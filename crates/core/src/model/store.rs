use indexmap::IndexMap;
use thiserror::Error;

use crate::model::record::TestRecord;
use crate::model::reorder::{DragGesture, DropTarget};

#[derive(Debug, Error, Clone, PartialEq, Eq)]
#[non_exhaustive]
pub enum StoreError {
    #[error("a test named {0:?} already exists")]
    NameTaken(String),

    #[error("test name cannot be empty")]
    EmptyName,

    #[error("no test named {0:?}")]
    NotFound(String),

    #[error("position {index} is outside the list of {len} tests")]
    IndexOutOfBounds { index: usize, len: usize },
}

/// Trim a user-entered name; whitespace-only names become `None`.
#[must_use]
pub fn normalize_name(raw: &str) -> Option<String> {
    let trimmed = raw.trim();
    (!trimmed.is_empty()).then(|| trimmed.to_owned())
}

/// Saved tests by name, in the user's chosen order.
#[derive(Debug, Clone, Default, PartialEq, Eq)]
pub struct TestStore {
    entries: IndexMap<String, TestRecord>,
}

impl TestStore {
    #[must_use]
    pub fn new() -> Self {
        Self::default()
    }

    #[must_use]
    pub fn len(&self) -> usize {
        self.entries.len()
    }

    #[must_use]
    pub fn is_empty(&self) -> bool {
        self.entries.is_empty()
    }

    #[must_use]
    pub fn contains(&self, name: &str) -> bool {
        self.entries.contains_key(name)
    }

    #[must_use]
    pub fn get(&self, name: &str) -> Option<&TestRecord> {
        self.entries.get(name)
    }

    pub fn get_mut(&mut self, name: &str) -> Option<&mut TestRecord> {
        self.entries.get_mut(name)
    }

    /// Look up a record for modification, failing with `NotFound`.
    ///
    /// # Errors
    ///
    /// Returns `StoreError::NotFound` when no test has that name.
    pub fn require_mut(&mut self, name: &str) -> Result<&mut TestRecord, StoreError> {
        self.entries
            .get_mut(name)
            .ok_or_else(|| StoreError::NotFound(name.to_owned()))
    }

    #[must_use]
    pub fn position(&self, name: &str) -> Option<usize> {
        self.entries.get_index_of(name)
    }

    pub fn names(&self) -> impl Iterator<Item = &str> {
        self.entries.keys().map(String::as_str)
    }

    pub fn iter(&self) -> impl Iterator<Item = (&str, &TestRecord)> {
        self.entries.iter().map(|(k, v)| (k.as_str(), v))
    }

    /// First free name among `base`, `base (1)`, `base (1) (2)`, ...
    ///
    /// Each attempt appends to the previous candidate rather than replacing the suffix.
    #[must_use]
    pub fn unique_default_name(&self, base: &str) -> String {
        let mut candidate = base.to_owned();
        let mut n = 0_u32;
        while self.contains(&candidate) {
            n += 1;
            candidate = format!("{candidate} ({n})");
        }
        candidate
    }

    /// Append a new record at the end of the list.
    ///
    /// # Errors
    ///
    /// Returns `StoreError::EmptyName` or `StoreError::NameTaken`.
    pub fn insert_new(&mut self, name: &str, record: TestRecord) -> Result<String, StoreError> {
        let name = normalize_name(name).ok_or(StoreError::EmptyName)?;
        if self.contains(&name) {
            return Err(StoreError::NameTaken(name));
        }
        self.entries.insert(name.clone(), record);
        Ok(name)
    }

    /// Rename a test in place; its list position is unchanged.
    ///
    /// Returns the stored new name. Renaming to the current name does nothing.
    ///
    /// # Errors
    ///
    /// Returns `StoreError` if `old` is unknown, `new` is blank, or `new` is taken.
    pub fn rename(&mut self, old: &str, new: &str) -> Result<String, StoreError> {
        let new = normalize_name(new).ok_or(StoreError::EmptyName)?;
        let index = self
            .position(old)
            .ok_or_else(|| StoreError::NotFound(old.to_owned()))?;
        if new == old {
            return Ok(new);
        }
        if self.contains(&new) {
            return Err(StoreError::NameTaken(new));
        }

        let Some(record) = self.entries.shift_remove(old) else {
            return Err(StoreError::NotFound(old.to_owned()));
        };
        let (appended, _) = self.entries.insert_full(new.clone(), record);
        self.entries.move_index(appended, index);
        Ok(new)
    }

    /// Remove a test, keeping the relative order of the rest.
    ///
    /// # Errors
    ///
    /// Returns `StoreError::NotFound` when no test has that name.
    pub fn remove(&mut self, name: &str) -> Result<TestRecord, StoreError> {
        self.entries
            .shift_remove(name)
            .ok_or_else(|| StoreError::NotFound(name.to_owned()))
    }

    /// Move the entry at `from` so it ends up at `to`.
    ///
    /// # Errors
    ///
    /// Returns `StoreError::IndexOutOfBounds` if either index is past the end.
    pub fn move_entry(&mut self, from: usize, to: usize) -> Result<(), StoreError> {
        let len = self.len();
        for index in [from, to] {
            if index >= len {
                return Err(StoreError::IndexOutOfBounds { index, len });
            }
        }
        self.entries.move_index(from, to);
        Ok(())
    }

    /// Apply a drag gesture to the list and return the entry's new index.
    ///
    /// # Errors
    ///
    /// Returns `StoreError::IndexOutOfBounds` if the gesture starts past the end.
    pub fn apply_drop(&mut self, gesture: &DragGesture) -> Result<usize, StoreError> {
        let len = self.len();
        if gesture.prev_index >= len {
            return Err(StoreError::IndexOutOfBounds {
                index: gesture.prev_index,
                len,
            });
        }
        let target: DropTarget = gesture.drop_target(len);
        let to = target.resolve(len);
        self.entries.move_index(gesture.prev_index, to);
        Ok(to)
    }
}

impl FromIterator<(String, TestRecord)> for TestStore {
    fn from_iter<I: IntoIterator<Item = (String, TestRecord)>>(iter: I) -> Self {
        Self {
            entries: iter.into_iter().collect(),
        }
    }
}

impl IntoIterator for TestStore {
    type Item = (String, TestRecord);
    type IntoIter = indexmap::map::IntoIter<String, TestRecord>;

    fn into_iter(self) -> Self::IntoIter {
        self.entries.into_iter()
    }
}

#[cfg(test)]
mod tests {
    use super::*;
    use crate::model::record::tests::record;

    fn store(names: &[&str]) -> TestStore {
        names
            .iter()
            .map(|n| ((*n).to_string(), record(1, &["A"], &["A"], &[1])))
            .collect()
    }

    fn names(store: &TestStore) -> Vec<&str> {
        store.names().collect()
    }

    #[test]
    fn rename_keeps_position() {
        let mut s = store(&["a", "b", "c"]);
        assert_eq!(s.rename("b", "  z ").unwrap(), "z");
        assert_eq!(names(&s), vec!["a", "z", "c"]);

        assert_eq!(s.rename("z", "a"), Err(StoreError::NameTaken("a".into())));
        assert_eq!(s.rename("z", "z").unwrap(), "z");
        assert_eq!(s.rename("q", "r"), Err(StoreError::NotFound("q".into())));
        assert_eq!(s.rename("a", "   "), Err(StoreError::EmptyName));
        assert_eq!(names(&s), vec!["a", "z", "c"]);
    }

    #[test]
    fn default_names_append_cumulatively() {
        let mut s = store(&["14/11/2023, 22:13:20"]);
        let base = "14/11/2023, 22:13:20";
        let first = s.unique_default_name(base);
        assert_eq!(first, "14/11/2023, 22:13:20 (1)");
        s.insert_new(&first, record(1, &["A"], &["A"], &[1])).unwrap();
        assert_eq!(s.unique_default_name(base), "14/11/2023, 22:13:20 (1) (2)");
    }

    #[test]
    fn insert_rejects_taken_and_blank_names() {
        let mut s = store(&["a"]);
        let rec = record(1, &["A"], &["A"], &[1]);
        assert_eq!(
            s.insert_new(" a ", rec.clone()),
            Err(StoreError::NameTaken("a".into()))
        );
        assert_eq!(s.insert_new("", rec), Err(StoreError::EmptyName));
        assert_eq!(s.len(), 1);
    }

    #[test]
    fn remove_and_move_keep_relative_order() {
        let mut s = store(&["a", "b", "c", "d"]);
        s.remove("b").unwrap();
        assert_eq!(names(&s), vec!["a", "c", "d"]);
        assert!(s.remove("b").is_err());

        s.move_entry(0, 2).unwrap();
        assert_eq!(names(&s), vec!["c", "d", "a"]);
        assert_eq!(
            s.move_entry(0, 3),
            Err(StoreError::IndexOutOfBounds { index: 3, len: 3 })
        );
    }

    #[test]
    fn drop_past_end_appends() {
        let mut s = store(&["a", "b", "c", "d"]);
        let gesture = DragGesture {
            item_height: 40.0,
            pointer_y: 1_000.0,
            margin_px: 0.0,
            prev_index: 0,
        };
        assert_eq!(s.apply_drop(&gesture).unwrap(), 3);
        assert_eq!(names(&s), vec!["b", "c", "d", "a"]);
    }

    #[test]
    fn dragging_last_onto_first_slot() {
        let mut s = store(&["t1", "t2", "t3"]);
        let gesture = DragGesture {
            item_height: 30.0,
            pointer_y: 5.0,
            margin_px: 0.0,
            prev_index: 2,
        };
        assert_eq!(s.apply_drop(&gesture).unwrap(), 0);
        assert_eq!(names(&s), vec!["t3", "t1", "t2"]);
    }

    #[test]
    fn drop_above_list_moves_to_front() {
        let mut s = store(&["a", "b", "c"]);
        let gesture = DragGesture {
            item_height: 40.0,
            pointer_y: -10.0,
            margin_px: 0.0,
            prev_index: 2,
        };
        assert_eq!(s.apply_drop(&gesture).unwrap(), 0);
        assert_eq!(names(&s), vec!["c", "a", "b"]);
    }
}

· · · · · · ·

Problem: Among the records above, how many lines carry the string "IndexOutOfBounds"? Reply with the number alone.

Task output: 6